Martin Luther King Jr., Letter from Birmingham Jail

Further reading:

Refuge of oppression #3: Let Us Now Praise Famous Men

Here is a piece of correspondence that I actually received quite a long time ago, but which I just noticed recently as I was cleaning old out e-mail. The letter is apparently in response to my remarks in GT 2005-01-03: Robert E. Lee owned slaves and defended slavery. I suppose that it’s better late than never, when it comes to reprinting such valiant efforts to clear the name of such a great man and great American.

From: Todd

Subject: Hero

Date: 11 May 2006

General Lee is and will ever be my hero. Despite Slavery. He was a Great American. One can look with hind sight and say things, but we are careful about this. Never damning such people as Washington, or Jefferson. My point is we make our history to meet the PC thought of the day.

Lee was a loyal patriot, that had history provided a different out come, would be the model of every young person of every race.

The one thing I don’t like about America is we dismiss the brave heroes of our past because they don’t fit the PC world of today. We have a rich history, of which we should be proud. Men like Lee should be praised along side others like Washington, Lincoln, F.D.R. and so on.. They are part of what made us American.

I have traveled to the former USSR many times, and the subject of Gen Lee came up with ex Soviet Army Vets. All knew him as a great General. They had studied his tactics. When I told them that Americans were ashamed and renamed schools which once bore his name, they always laughed, saying you Americans have become weak, and cant honor your own This was hurtful words, but true words.

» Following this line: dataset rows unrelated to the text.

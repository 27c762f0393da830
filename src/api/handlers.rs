use std::sync::Arc;

use axum::{
    extract::{rejection::JsonRejection, State},
    Json,
};
use serde::Deserialize;
use serde_json::{json, Value};

use super::{auth::Caller, state::AppState};
use crate::domain::model::{CalculationRecord, Domain, Identity, Reading};
use crate::utils::error::{NumerologyError, Result};

#[derive(Debug, Deserialize)]
#[serde(rename_all = "camelCase")]
pub struct MobileRequest {
    pub mobile_number: String,
}

#[derive(Debug, Deserialize)]
pub struct NameRequest {
    pub name: String,
}

#[derive(Debug, Deserialize)]
#[serde(rename_all = "camelCase")]
pub struct VehicleRequest {
    pub vehicle_number: String,
}

pub async fn health_handler() -> Json<Value> {
    Json(json!({ "status": "ok" }))
}

pub async fn mobile_handler(
    State(state): State<Arc<AppState>>,
    Caller(identity): Caller,
    payload: std::result::Result<Json<MobileRequest>, JsonRejection>,
) -> Result<Json<Reading>> {
    let Json(request) = payload.map_err(|e| malformed(Domain::Mobile, e))?;
    calculate(&state, &identity, Domain::Mobile, &request.mobile_number).await
}

pub async fn name_handler(
    State(state): State<Arc<AppState>>,
    Caller(identity): Caller,
    payload: std::result::Result<Json<NameRequest>, JsonRejection>,
) -> Result<Json<Reading>> {
    let Json(request) = payload.map_err(|e| malformed(Domain::Name, e))?;
    calculate(&state, &identity, Domain::Name, &request.name).await
}

pub async fn vehicle_handler(
    State(state): State<Arc<AppState>>,
    Caller(identity): Caller,
    payload: std::result::Result<Json<VehicleRequest>, JsonRejection>,
) -> Result<Json<Reading>> {
    let Json(request) = payload.map_err(|e| malformed(Domain::Vehicle, e))?;
    calculate(&state, &identity, Domain::Vehicle, &request.vehicle_number).await
}

pub async fn history_handler(
    State(state): State<Arc<AppState>>,
    Caller(identity): Caller,
) -> Result<Json<Vec<CalculationRecord>>> {
    let records = state.recorder.history(&identity).await?;
    Ok(Json(records))
}

async fn calculate(
    state: &AppState,
    identity: &Identity,
    domain: Domain,
    raw: &str,
) -> Result<Json<Reading>> {
    state.rules.check(domain, raw)?;

    let reading = state.engine.compute(domain, raw);

    // 歷史紀錄失敗不影響回應
    if let Err(e) = state.recorder.record_calculation(identity, &reading).await {
        tracing::warn!("⚠️ Failed to record calculation: {}", e);
    }

    tracing::info!(
        subject = %identity.subject,
        %domain,
        destiny_number = %reading.destiny_number,
        "Numerology reading served"
    );
    Ok(Json(reading))
}

fn malformed(domain: Domain, rejection: JsonRejection) -> NumerologyError {
    NumerologyError::validation(
        domain.input_field(),
        "",
        format!("malformed request body ({})", rejection.body_text()),
    )
}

Slavery was an evil, one we should always remember, but something more important we should know , it still exist. In the heart of Africa it is there, why don’t we do something ? The only answerer I can provide myself is that, it isn’t PC. If it were P.C. every Hollywood actor, and Liberal Political would be screaming from roof tops. Dear Lord, it would be the biggest political thing in 150 years.Because we don’t here about it leaves me to wonder about the legitimate cry over the history American Slavery. It is just an agenda of the left. Because if they really cared they would do something to help the people around the world still enslaved. I don’t think they really care, but blaming men like Robert E. Lee makes them feel better.

For the record, I would like to admit that I have been convinced, in spite of the seditious libel spread throughout the P.C. world of today, that Robert E. Lee should indeed be praised about as much as George Washington, Thomas Jefferson, Abraham Lincoln, Franklin D. Roosevelt, and whichever of their own nationalist heroes as may be honored by the proud veterans of the Red Army.